# Goo Obo gudgeons and threadfin rainbows



## CaysE (May 21, 2006)




----------



## Christine (Nov 4, 2005)

Awesome Cayse. That tank is really nice too!


----------



## CaysE (May 21, 2006)

Thanks! I will try to get a good shot of a rainbow flaring its fins, but it's not easy. LOL


----------



## fish_doc (Jan 31, 2005)

Great shots. Looks like someone has been playing with their camera and learning all the settings.


----------



## CaysE (May 21, 2006)

It's an old CyberShot, so there wasn't really too much to learn. I can't wait to have a 20D or something similar!


----------



## fish_doc (Jan 31, 2005)

I "Shudder" at the thought of you with a fancy schmancy camera.


----------



## Guest (Oct 13, 2006)

lol, nice fish_doc. :razz:

Great looking shots Casye! That's a sweet tank.


----------



## BlackArchFish (Apr 29, 2005)

I love those Goo Obos!
They seem like really beautiful fish.


----------



## CaysE (May 21, 2006)

fish_doc said:


> I "Shudder" at the thought of you with a fancy schmancy camera.


I think you meant "shutter"? LOL

Thanks SK and BlackArchFish! The gudgeons are definitely awesome looking fish. They'd look more brilliant if I had an Eco-complete substrate, but they seem to enjoy blending in to the Flourite.

A funny note about the first pic... I took it shortly after introducing the rainbows into the tank. The rainbow is hiding in that pic, and the gudgeon is flaring his fins taller than I've ever seen before.


----------



## CaysE (May 21, 2006)

Here's a good shot of one of the gudgeons.


----------



## CaysE (May 21, 2006)

I finally got a pic of a rainbow flaring it's fins!


----------



## jwalker (Apr 7, 2005)

all i gotta say is wow. those are some sweet looking fish and a awesome looking tank


----------



## CaysE (May 21, 2006)

Hey all... it's been a while, but here's a quick update. I've done a fair amount of reorganizing, and have been growing a small forest of java moss on top of the driftwood. I couldn't keep the lily going so that's gone.
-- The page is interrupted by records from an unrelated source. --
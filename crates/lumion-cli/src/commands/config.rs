//! Config command - manage configuration.

use std::fs;
use std::path::{Path, PathBuf};

use clap::{Args, Subcommand};
use console::style;

use lumion_core::models::config::LumionConfig;

use super::config_file;

/// Arguments for the config command.
#[derive(Args)]
pub struct ConfigArgs {
    #[command(subcommand)]
    command: ConfigCommand,
}

#[derive(Subcommand)]
enum ConfigCommand {
    /// Show current configuration
    Show,

    /// Initialize a new configuration file
    Init(InitArgs),

    /// Get a specific configuration value
    Get {
        /// Configuration key (e.g., "store.data_dir")
        key: String,
    },

    /// Set a configuration value
    Set {
        /// Configuration key
        key: String,
        /// New value
        value: String,
    },

    /// Show configuration file path
    Path,
}

#[derive(Args)]
struct InitArgs {
    /// Output path for configuration file
    #[arg(short, long)]
    output: Option<PathBuf>,

    /// Overwrite existing file
    #[arg(long)]
    force: bool,
}

pub async fn run(args: ConfigArgs, config_path: Option<&str>) -> anyhow::Result<()> {
    let path = config_file(config_path);

    match args.command {
        ConfigCommand::Show => show_config(&path),
        ConfigCommand::Init(init_args) => init_config(init_args, &path),
        ConfigCommand::Get { key } => get_config(&path, &key),
        ConfigCommand::Set { key, value } => set_config(&path, &key, &value),
        ConfigCommand::Path => show_path(&path),
    }
}

fn read_or_default(path: &Path) -> anyhow::Result<LumionConfig> {
    if path.exists() {
        Ok(LumionConfig::from_file(path)?)
    } else {
        Ok(LumionConfig::default())
    }
}

fn show_config(path: &Path) -> anyhow::Result<()> {
    if !path.exists() {
        eprintln!(
            "{} No config file found, showing defaults.",
            style("ℹ").blue()
        );
    }

    let config = read_or_default(path)?;
    println!("{}", serde_json::to_string_pretty(&config)?);

    Ok(())
}

fn init_config(args: InitArgs, path: &Path) -> anyhow::Result<()> {
    let output_path = args.output.unwrap_or_else(|| path.to_path_buf());

    if output_path.exists() && !args.force {
        anyhow::bail!(
            "Config file already exists at {}. Use --force to overwrite.",
            output_path.display()
        );
    }

    if let Some(parent) = output_path.parent() {
        fs::create_dir_all(parent)?;
    }

    LumionConfig::default().save(&output_path)?;

    println!(
        "{} Created configuration file at {}",
        style("✓").green(),
        output_path.display()
    );

    Ok(())
}

fn get_config(path: &Path, key: &str) -> anyhow::Result<()> {
    let config = read_or_default(path)?;
    let json = serde_json::to_value(&config)?;

    let mut current = &json;
    for part in key.split('.') {
        current = current.get(part).ok_or_else(|| {
            anyhow::anyhow!("Configuration key not found: {}", key)
        })?;
    }

    println!("{}", serde_json::to_string_pretty(current)?);

    Ok(())
}

fn set_config(path: &Path, key: &str, value: &str) -> anyhow::Result<()> {
    let config = read_or_default(path)?;
    if let Some(parent) = path.parent() {
        fs::create_dir_all(parent)?;
    }

    // Bare words that are not valid JSON are taken as strings
    let parsed_value: serde_json::Value = serde_json::from_str(value)
        .unwrap_or_else(|_| serde_json::Value::String(value.to_string()));

    let mut json = serde_json::to_value(&config)?;

    let parts: Vec<&str> = key.split('.').collect();
    let Some((last, parents)) = parts.split_last() else {
        anyhow::bail!("Empty configuration key");
    };

    let mut current = &mut json;
    for part in parents {
        current = current.get_mut(*part).ok_or_else(|| {
            anyhow::anyhow!("Configuration path not found: {}", key)
        })?;
    }

    let Some(obj) = current.as_object_mut() else {
        anyhow::bail!("Cannot set value at non-object path");
    };
    if !obj.contains_key(*last) {
        anyhow::bail!("Configuration key not found: {}", key);
    }
    obj.insert((*last).to_string(), parsed_value.clone());

    let config: LumionConfig = serde_json::from_value(json)
        .map_err(|e| anyhow::anyhow!("Invalid value for {}: {}", key, e))?;
    config.save(path)?;

    println!(
        "{} Set {} = {}",
        style("✓").green(),
        key,
        serde_json::to_string(&parsed_value)?
    );

    Ok(())
}

fn show_path(path: &Path) -> anyhow::Result<()> {
    println!("Configuration file: {}", path.display());

    if path.exists() {
        println!("Status: {}", style("exists").green());
    } else {
        println!("Status: {}", style("not created").yellow());
        println!();
        println!("Run 'lumion config init' to create a configuration file.");
    }

    Ok(())
}
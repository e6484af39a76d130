//! Core library for electricity bill processing.
//!
//! This crate provides:
//! - PDF text acquisition
//! - Rule-based bill field extraction with Brazilian number normalization
//! - Derived totals (consumption, value without GD, GD savings)
//! - A directory-backed store and reporting over stored bills

pub mod error;
pub mod models;
pub mod pdf;
pub mod invoice;
pub mod pipeline;
pub mod store;
pub mod report;

pub use error::{LumionError, PdfError, Result, StoreError};
pub use models::config::LumionConfig;
pub use models::invoice::{Field, FieldValue, InvoiceFields, UNKNOWN};
pub use models::month::ReferenceMonth;
pub use pdf::{PdfExtractor, PdfProcessor, PdfType};
pub use invoice::{compute_aggregates, ExtractionResult, FieldExtractor, InvoiceParser, RuleExtractor};
pub use pipeline::InvoicePipeline;
pub use store::{DirectoryStore, InvoiceStore, StoredInvoice};
pub use report::{client_table, monthly_series, ClientRow, InvoiceFilter, MonthlyPoint, Summary};

pub use rust_decimal::Decimal;
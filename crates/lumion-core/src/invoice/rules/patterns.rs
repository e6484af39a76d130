//! Regex patterns for electricity bill extraction.
//!
//! Patterns run against whitespace-collapsed text, so none of them need to
//! deal with line breaks. Each row pattern carries its own label, which makes
//! the rules independent of each other and of declaration order.

use lazy_static::lazy_static;
use regex::Regex;

/// "Energia Elétrica kWh" row label.
pub const ENERGIA_ELETRICA_LABEL: &str = r"Energia\s+El[ée]trica\s*kWh";

/// "Energia SCEE s/ ICMS kWh" row label (also "SCEEE", "s/ICMS").
pub const ENERGIA_SCEE_LABEL: &str = r"Energia\s+SCEEE?\s+s/\s*ICMS\s*kWh";

/// "Energia compensada GD I kWh" row label.
pub const ENERGIA_COMPENSADA_LABEL: &str = r"Energia\s+compensada\s+GD\s+I\s*kWh";

/// "Contrib Ilum Publica Municipal" row label.
pub const CONTRIB_ILUM_LABEL: &str = r"Contrib\.?\s+Ilum\.?\s+P[úu]blica\s+Municipal";

/// Optional colon between a label and its first value.
const LABEL_GAP: &str = r"\s*:?\s*";

/// Quantity cell: `476`, `1.234`, `12,5`.
pub const QUANTITY: &str = r"(\d+(?:\.\d{3})*(?:,\d+)?)(?:\s|$)";

/// Quantity cell followed by the fewest non-letter cells (unit tariffs) that
/// reach a value, so the first amount of the row wins.
const QUANTITY_THEN_CELLS: &str = r"\d+(?:\.\d{3})*(?:,\d+)?\s+(?:\PL*?\s)??";

/// Monetary cell: dotted thousands, exactly two decimals. A printed minus
/// is matched but left out of the capture, so charges come out non-negative.
/// The trailing non-digit keeps tariffs like `0,95999990` from matching.
pub const AMOUNT: &str = r"-?\s?(\d+(?:\.\d{3})*,\d{2})(?:\D|$)";

/// Credit cell: like [`AMOUNT`] but the minus stays in the capture.
pub const CREDIT_AMOUNT: &str = r"(-?\s?\d+(?:\.\d{3})*,\d{2})(?:\D|$)";

fn row_quantity(label: &str) -> Regex {
    Regex::new(&["(?i)", label, LABEL_GAP, QUANTITY].concat()).unwrap()
}

fn row_amount(label: &str, amount: &str) -> Regex {
    Regex::new(&["(?i)", label, LABEL_GAP, QUANTITY_THEN_CELLS, amount].concat()).unwrap()
}

lazy_static! {
    // Client number: "Número do Cliente" / "Nº do Cliente". The number may sit
    // after a neighbouring column header such as "Nº da Instalação".
    pub static ref CLIENT_NUMBER: Regex = Regex::new(
        r"(?i)(?:N[úu]mero|N\.?\s?[º°o]\.?)\s+do\s+Cliente\D{0,60}?(\d+)"
    ).unwrap();

    // Reference month: "Referente a ... ABR/2024"
    pub static ref REFERENCE_MONTH: Regex = Regex::new(
        r"(?i)Referente\s+a\b.{0,120}?\b((?:JAN|FEV|MAR|ABR|MAI|JUN|JUL|AGO|SET|OUT|NOV|DEZ)\s?/\s?\d{4})\b"
    ).unwrap();

    pub static ref ENERGIA_ELETRICA_KWH: Regex = row_quantity(ENERGIA_ELETRICA_LABEL);
    pub static ref ENERGIA_ELETRICA_VALOR: Regex = row_amount(ENERGIA_ELETRICA_LABEL, AMOUNT);

    pub static ref ENERGIA_SCEE_KWH: Regex = row_quantity(ENERGIA_SCEE_LABEL);
    pub static ref ENERGIA_SCEE_VALOR: Regex = row_amount(ENERGIA_SCEE_LABEL, AMOUNT);

    pub static ref ENERGIA_COMPENSADA_KWH: Regex = row_quantity(ENERGIA_COMPENSADA_LABEL);
    pub static ref ENERGIA_COMPENSADA_VALOR: Regex = row_amount(ENERGIA_COMPENSADA_LABEL, CREDIT_AMOUNT);

    pub static ref CONTRIB_ILUM_PUBLICA: Regex = Regex::new(
        &["(?i)", CONTRIB_ILUM_LABEL, LABEL_GAP, r"(?:R\$\s*)?", AMOUNT].concat()
    ).unwrap();
}
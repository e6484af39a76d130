//! Bill field extraction module.

mod aggregate;
mod parser;
pub mod rules;

pub use aggregate::compute_aggregates;
pub use parser::{collapse_whitespace, ExtractionResult, InvoiceParser, RuleExtractor};

use crate::models::invoice::InvoiceFields;

/// Trait for bill field extractors.
///
/// Extraction is total: a label that is not found leaves its field at the
/// fallback value, it never produces an error.
pub trait FieldExtractor {
    /// Extract the bill fields (with derived totals) from plain text.
    fn extract(&self, text: &str) -> InvoiceFields;
}
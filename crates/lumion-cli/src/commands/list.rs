//! List command - show stored bills.

use clap::Args;
use console::style;

use lumion_core::{InvoiceFilter, InvoiceStore};

use super::output::{format_records, OutputFormat};
use super::{load_config, open_store};

/// Arguments for the list command.
#[derive(Args)]
pub struct ListArgs {
    /// Only show bills of this client number
    #[arg(long)]
    client: Option<String>,

    /// Only show bills of this reference month (e.g. ABR/2024)
    #[arg(long)]
    month: Option<String>,

    /// Only show bills whose client number or month contains this text
    #[arg(long)]
    search: Option<String>,

    /// Output format
    #[arg(short, long, value_enum, default_value = "text")]
    format: OutputFormat,
}

pub async fn run(args: ListArgs, config_path: Option<&str>) -> anyhow::Result<()> {
    let config = load_config(config_path)?;
    let store = open_store(&config)?;

    let mut records = match &args.client {
        Some(client) => store.find_by_client(client)?,
        None => store.list()?,
    };

    let filter = InvoiceFilter {
        client: args.client,
        month: args.month,
        search: args.search,
    };
    records.retain(|r| filter.matches(&r.fields));

    if records.is_empty() && matches!(args.format, OutputFormat::Text) {
        println!("{} No stored invoices.", style("ℹ").blue());
        return Ok(());
    }

    print!("{}", format_records(&records, args.format)?);
    if matches!(args.format, OutputFormat::Json) {
        println!();
    }

    Ok(())
}
//! PDF text extraction using lopdf and pdf-extract.

use lopdf::{Document, Object};
use tracing::{debug, trace};

use super::{PdfProcessor, PdfType, Result};
use crate::error::PdfError;

/// Minimum number of characters for a PDF to count as text-bearing.
const MIN_TEXT_CHARS: usize = 50;

/// PDF text extractor using lopdf.
pub struct PdfExtractor {
    document: Option<Document>,
    raw_data: Vec<u8>,
}

impl PdfExtractor {
    /// Create a new PDF extractor.
    pub fn new() -> Self {
        Self {
            document: None,
            raw_data: Vec::new(),
        }
    }

    /// Count image XObjects anywhere in the document.
    fn count_images(&self) -> usize {
        let Some(doc) = self.document.as_ref() else {
            return 0;
        };

        let count = doc
            .objects
            .values()
            .filter(|object| is_image(object))
            .count();

        debug!("Found {} images in document", count);
        count
    }
}

fn is_image(object: &Object) -> bool {
    let Object::Stream(stream) = object else {
        return false;
    };

    let is_image = stream
        .dict
        .get(b"Subtype")
        .and_then(|subtype| subtype.as_name())
        .map(|name| name == b"Image")
        .unwrap_or(false);

    if is_image {
        trace!("Found image object");
    }
    is_image
}

impl Default for PdfExtractor {
    fn default() -> Self {
        Self::new()
    }
}

impl PdfProcessor for PdfExtractor {
    fn load(&mut self, data: &[u8]) -> Result<()> {
        let mut doc = Document::load_mem(data).map_err(|e| PdfError::Parse(e.to_string()))?;

        // Handle PDFs with empty password encryption
        if doc.is_encrypted() {
            if doc.decrypt("").is_err() {
                return Err(PdfError::Encrypted);
            }
            debug!("Decrypted PDF with empty password");

            // Save decrypted document to raw_data for pdf_extract
            let mut decrypted_data = Vec::new();
            doc.save_to(&mut decrypted_data)
                .map_err(|e| PdfError::Parse(format!("Failed to save decrypted PDF: {}", e)))?;
            self.raw_data = decrypted_data;
        } else {
            self.raw_data = data.to_vec();
        }

        let page_count = doc.get_pages().len();
        if page_count == 0 {
            return Err(PdfError::NoPages);
        }

        debug!("Loaded PDF with {} pages", page_count);
        self.document = Some(doc);
        Ok(())
    }

    fn page_count(&self) -> u32 {
        self.document
            .as_ref()
            .map(|doc| doc.get_pages().len() as u32)
            .unwrap_or(0)
    }

    fn analyze(&self, text: &str) -> PdfType {
        let has_text = text.trim().chars().count() > MIN_TEXT_CHARS;
        let has_images = self.count_images() > 0;

        let pdf_type = match (has_text, has_images) {
            (true, false) => PdfType::Text,
            (false, true) => PdfType::Image,
            (true, true) => PdfType::Hybrid,
            (false, false) => PdfType::Empty,
        };

        debug!("PDF analysis: has_text={}, has_images={} -> {:?}", has_text, has_images, pdf_type);
        pdf_type
    }

    fn extract_text(&self) -> Result<String> {
        if self.document.is_none() {
            return Err(PdfError::NotLoaded);
        }

        let text = pdf_extract::extract_text_from_mem(&self.raw_data)
            .map_err(|e| PdfError::TextExtraction(e.to_string()))?;
        Ok(text)
    }
}

#[cfg(test)]
mod tests {
    use super::*;

    #[test]
    fn test_pdf_extractor_new() {
        let extractor = PdfExtractor::new();
        assert!(extractor.document.is_none());
        assert_eq!(extractor.page_count(), 0);
    }

    #[test]
    fn test_extract_before_load() {
        let extractor = PdfExtractor::new();
        assert!(matches!(extractor.extract_text(), Err(PdfError::NotLoaded)));
        assert_eq!(extractor.analyze(""), PdfType::Empty);
    }

    #[test]
    fn test_analyze_uses_given_text() {
        let extractor = PdfExtractor::new();
        assert_eq!(extractor.analyze(&"Energia Elétrica kWh ".repeat(5)), PdfType::Text);
        assert_eq!(extractor.analyze("  short  "), PdfType::Empty);
    }

    #[test]
    fn test_load_rejects_garbage() {
        let mut extractor = PdfExtractor::new();
        let result = extractor.load(b"definitely not a pdf");
        assert!(matches!(result, Err(PdfError::Parse(_))));
    }
}
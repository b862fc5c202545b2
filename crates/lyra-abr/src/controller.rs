use std::sync::Arc;

use lyra_manifest::Representation;
use tracing::debug;
use web_time::Instant;

use crate::{AbrMode, AbrOptions, Estimator, ThroughputEstimator, ThroughputSample};

#[derive(Clone, Copy, Debug, Eq, PartialEq)]
pub enum AbrReason {
    Initial,
    ManualOverride,
    UpSwitch,
    DownSwitch,
    MinInterval,
    NoEstimate,
    BufferTooLowForUpSwitch,
    AlreadyOptimal,
}

#[derive(Clone, Debug)]
pub struct AbrDecision {
    pub target: Arc<Representation>,
    pub reason: AbrReason,
    pub changed: bool,
    /// A down-switch while the buffer is about to run dry.
    pub urgent: bool,
}

/// Picks a Representation from throughput estimates and the buffer gap.
pub struct AbrController<E: Estimator = ThroughputEstimator> {
    cfg: AbrOptions,
    current: Option<String>,
    estimator: E,
    last_switch_at: Option<Instant>,
}

impl AbrController<ThroughputEstimator> {
    #[must_use]
    pub fn new(cfg: AbrOptions) -> Self {
        Self::with_estimator(cfg, ThroughputEstimator::new())
    }
}

impl<E: Estimator> AbrController<E> {
    pub fn with_estimator(cfg: AbrOptions, estimator: E) -> Self {
        Self {
            cfg,
            current: None,
            estimator,
            last_switch_at: None,
        }
    }

    pub fn options(&self) -> &AbrOptions {
        &self.cfg
    }

    pub fn current_id(&self) -> Option<&str> {
        self.current.as_deref()
    }

    pub fn push_throughput_sample(&mut self, sample: ThroughputSample) {
        self.estimator.push_sample(sample);
    }

    pub fn estimate_bps(&self) -> Option<u64> {
        self.estimator.estimate_bps()
    }

    pub fn stable_bps(&self) -> Option<u64> {
        self.estimator.stable_bps()
    }

    pub fn reset_estimator(&mut self) {
        self.estimator.reset();
    }

    /// Decide among `representations` (the playable ones).
    ///
    /// Returns `None` when there is nothing to choose from.
    pub fn decide(
        &self,
        representations: &[Arc<Representation>],
        buffer_gap: f64,
        now: Instant,
    ) -> Option<AbrDecision> {
        let mut sorted: Vec<_> = representations.to_vec();
        sorted.sort_by_key(|r| r.bitrate);
        let lowest = Arc::clone(sorted.first()?);

        if let AbrMode::Manual(bitrate) = self.cfg.mode {
            let target = best_under(&sorted, bitrate).unwrap_or(lowest);
            let changed = self.current.as_deref() != Some(target.id.as_str());
            return Some(AbrDecision {
                target,
                reason: AbrReason::ManualOverride,
                changed,
                urgent: false,
            });
        }

        let current = self
            .current
            .as_deref()
            .and_then(|id| sorted.iter().find(|r| r.id == id))
            .cloned();

        let Some(current) = current else {
            let target = match self.cfg.mode {
                AbrMode::Auto(Some(initial)) => best_under(&sorted, initial).unwrap_or(lowest),
                _ => lowest,
            };
            debug!(target = %target.id, bitrate = target.bitrate, "ABR decide: initial");
            return Some(AbrDecision {
                target,
                reason: AbrReason::Initial,
                changed: true,
                urgent: false,
            });
        };

        if !self.can_switch_now(now) {
            debug!(current = %current.id, buffer_gap, "ABR decide: MinInterval not elapsed");
            return Some(AbrDecision {
                target: current,
                reason: AbrReason::MinInterval,
                changed: false,
                urgent: false,
            });
        }

        let Some(estimate_bps) = self.estimator.estimate_bps() else {
            debug!(current = %current.id, buffer_gap, "ABR decide: NoEstimate");
            return Some(AbrDecision {
                target: current,
                reason: AbrReason::NoEstimate,
                changed: false,
                urgent: false,
            });
        };

        // Divide, not multiply: the safety factor lowers the usable throughput.
        #[expect(clippy::cast_precision_loss)]
        let adjusted_bps = (estimate_bps as f64 / self.cfg.throughput_safety_factor).max(0.0);
        #[expect(clippy::cast_possible_truncation)]
        let candidate = best_under(&sorted, adjusted_bps as u64).unwrap_or(lowest);

        debug!(
            current = %current.id,
            current_bw = current.bitrate,
            candidate = %candidate.id,
            candidate_bw = candidate.bitrate,
            estimate_bps,
            adjusted_bps,
            buffer_gap,
            "ABR decide: evaluating"
        );

        if candidate.bitrate > current.bitrate {
            let buffer_ok = self.cfg.min_buffer_for_up_switch_secs <= 0.0
                || buffer_gap >= self.cfg.min_buffer_for_up_switch_secs;
            #[expect(clippy::cast_precision_loss)]
            let required_bps = (candidate.bitrate as f64) * self.cfg.up_hysteresis_ratio;
            let headroom_ok = adjusted_bps >= required_bps;
            debug!(buffer_ok, headroom_ok, required_bps, "ABR decide: up-switch check");
            if buffer_ok && headroom_ok {
                return Some(AbrDecision {
                    target: candidate,
                    reason: AbrReason::UpSwitch,
                    changed: true,
                    urgent: false,
                });
            }
            return Some(AbrDecision {
                target: current,
                reason: AbrReason::BufferTooLowForUpSwitch,
                changed: false,
                urgent: false,
            });
        }

        if candidate.bitrate < current.bitrate {
            let urgent = buffer_gap <= self.cfg.down_switch_buffer_secs;
            #[expect(clippy::cast_precision_loss)]
            let margin_ok = adjusted_bps <= (current.bitrate as f64) * self.cfg.down_hysteresis_ratio;
            if urgent || margin_ok {
                return Some(AbrDecision {
                    target: candidate,
                    reason: AbrReason::DownSwitch,
                    changed: true,
                    urgent,
                });
            }
        }

        Some(AbrDecision {
            target: current,
            reason: AbrReason::AlreadyOptimal,
            changed: false,
            urgent: false,
        })
    }

    /// Record `decision` as the current choice.
    pub fn apply(&mut self, decision: &AbrDecision, now: Instant) {
        if self.current.as_deref() == Some(decision.target.id.as_str()) {
            return;
        }
        let initial = self.current.is_none();
        self.current = Some(decision.target.id.clone());
        if !initial {
            self.last_switch_at = Some(now);
        }
    }

    fn can_switch_now(&self, now: Instant) -> bool {
        self.last_switch_at
            .is_none_or(|t| now.duration_since(t) >= self.cfg.min_switch_interval)
    }
}

/// Highest-bitrate Representation not above `bitrate`, from a sorted list.
fn best_under(sorted: &[Arc<Representation>], bitrate: u64) -> Option<Arc<Representation>> {
    sorted.iter().rev().find(|r| r.bitrate <= bitrate).cloned()
}

#[cfg(test)]
mod tests {
    use std::time::Duration;

    use lyra_manifest::fixture;
    use rstest::rstest;
    use unimock::{MockFn, Unimock, matching};

    use super::*;
    use crate::{ThroughputSampleSource, estimator::EstimatorMock};

    fn representations() -> Vec<Arc<Representation>> {
        vec![
            fixture::representation("r256", 256_000, 4, 2.0),
            fixture::representation("r1024", 1_024_000, 4, 2.0),
            fixture::representation("r512", 512_000, 4, 2.0),
        ]
    }

    fn started(cfg: AbrOptions, current: &str, estimate: u64) -> AbrController<Unimock> {
        let mock = Unimock::new(
            EstimatorMock::estimate_bps
                .each_call(matching!())
                .returns(Some(estimate)),
        );
        let mut c = AbrController::with_estimator(cfg, mock);
        c.current = Some(current.to_string());
        c
    }

    fn no_interval() -> AbrOptions {
        AbrOptions::default()
            .with_min_switch_interval(Duration::ZERO)
            .with_min_buffer_for_up_switch(0.0)
            .with_down_switch_buffer(0.0)
    }

    #[rstest]
    #[case::down_low_throughput("r1024", 450_000, 10.0, "r256", AbrReason::DownSwitch, false)]
    #[case::up_high_throughput("r256", 2_000_000, 10.0, "r1024", AbrReason::UpSwitch, false)]
    #[case::optimal("r512", 900_000, 10.0, "r512", AbrReason::AlreadyOptimal, false)]
    fn test_throughput_based_switching(
        #[case] current: &str,
        #[case] estimate: u64,
        #[case] buffer_gap: f64,
        #[case] expected: &str,
        #[case] expected_reason: AbrReason,
        #[case] expected_urgent: bool,
    ) {
        let c = started(no_interval(), current, estimate);
        let d = c.decide(&representations(), buffer_gap, Instant::now()).unwrap();
        assert_eq!(d.target.id, expected);
        assert_eq!(d.reason, expected_reason);
        assert_eq!(d.urgent, expected_urgent);
    }

    #[test]
    fn down_switch_is_urgent_with_low_buffer() {
        let c = started(no_interval().with_down_switch_buffer(5.0), "r1024", 450_000);
        let d = c.decide(&representations(), 1.0, Instant::now()).unwrap();
        assert_eq!(d.target.id, "r256");
        assert!(d.urgent);
    }

    #[test]
    fn upswitch_requires_buffer() {
        let cfg = no_interval().with_min_buffer_for_up_switch(10.0);
        let c = started(cfg, "r256", 2_000_000);
        let d = c.decide(&representations(), 2.0, Instant::now()).unwrap();
        assert_eq!(d.target.id, "r256");
        assert_eq!(d.reason, AbrReason::BufferTooLowForUpSwitch);
    }

    #[test]
    fn initial_decision_uses_configured_bitrate() {
        let cfg = AbrOptions::default().with_mode(AbrMode::Auto(Some(600_000)));
        let c = AbrController::new(cfg);
        let d = c.decide(&representations(), 0.0, Instant::now()).unwrap();
        assert_eq!(d.target.id, "r512");
        assert_eq!(d.reason, AbrReason::Initial);
        assert!(d.changed);
    }

    #[test]
    fn manual_mode_ignores_estimates() {
        let cfg = AbrOptions::default().with_mode(AbrMode::Manual(1_024_000));
        let c = AbrController::with_estimator(cfg, Unimock::new(()));
        let d = c.decide(&representations(), 0.0, Instant::now()).unwrap();
        assert_eq!(d.target.id, "r1024");
        assert_eq!(d.reason, AbrReason::ManualOverride);
    }

    #[test]
    fn min_switch_interval_prevents_oscillation() {
        let cfg = no_interval().with_min_switch_interval(Duration::from_secs(30));
        let mut c = AbrController::new(cfg);
        let now = Instant::now();
        let reps = representations();

        let initial = c.decide(&reps, 0.0, now).unwrap();
        c.apply(&initial, now);
        c.push_throughput_sample(ThroughputSample {
            bytes: 2_000_000 / 8 * 2,
            duration: Duration::from_secs(1),
            at: now,
            source: ThroughputSampleSource::Network,
        });

        let d1 = c.decide(&reps, 20.0, now).unwrap();
        assert_eq!(d1.target.id, "r1024");
        c.apply(&d1, now);

        let d2 = c.decide(&reps, 20.0, now).unwrap();
        assert!(!d2.changed);
        assert_eq!(d2.reason, AbrReason::MinInterval);
    }

    #[test]
    fn no_change_without_estimate() {
        let mock = Unimock::new(
            EstimatorMock::estimate_bps
                .each_call(matching!())
                .returns(None),
        );
        let mut c = AbrController::with_estimator(no_interval(), mock);
        c.current = Some("r512".into());
        let d = c.decide(&representations(), 10.0, Instant::now()).unwrap();
        assert_eq!(d.target.id, "r512");
        assert_eq!(d.reason, AbrReason::NoEstimate);
    }

    #[test]
    fn nothing_to_choose_from() {
        let c = AbrController::new(AbrOptions::default());
        assert!(c.decide(&[], 0.0, Instant::now()).is_none());
    }
}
I trimmed down the wisteria so it's growing close to the floor now. The blyxa is doing well, and the bronze wendtii crypt is probably the healthiest plant in the tank.


----------



## AshleytheGreat (Jul 24, 2005)

Very cool!


----------



## CaysE (May 21, 2006)

Thanks Ash... a full tank pic:


----------



## CaysE (May 21, 2006)

Here's a full-grown Goo Obo gudgeon. Its coloring is a bit different from the others, but I believe it's still the same species.


----------



## Corydora_FREAK (Feb 21, 2007)

Fantastic photography Cayse! i love taking aquarium & fish pictures and i must say you take some phenomenal pictures! Great Work!


----------



## CaysE (May 21, 2006)

Thanks! I have to admit, Photoshop does help clean up the pictures a bit.  My camera isn't quite that good.


----------



## Osiris (Jan 18, 2005)

Very nice, hope mine turns out like that, not going so well so far i think i have to remove the powerhead.

Do you get a film on ur surface water in that tank?


----------



## CaysE (May 21, 2006)

When my water specs go out of wack, then yes, I do end up with a film on the surface. The past few weeks have been fantastic though... I finally staved off my ongoing algae problems by dosing far less phosphorous than is recommended, and the water surface seems to have cleared up. I should have some new pictures pretty soon. The java moss looks so much better now.


----------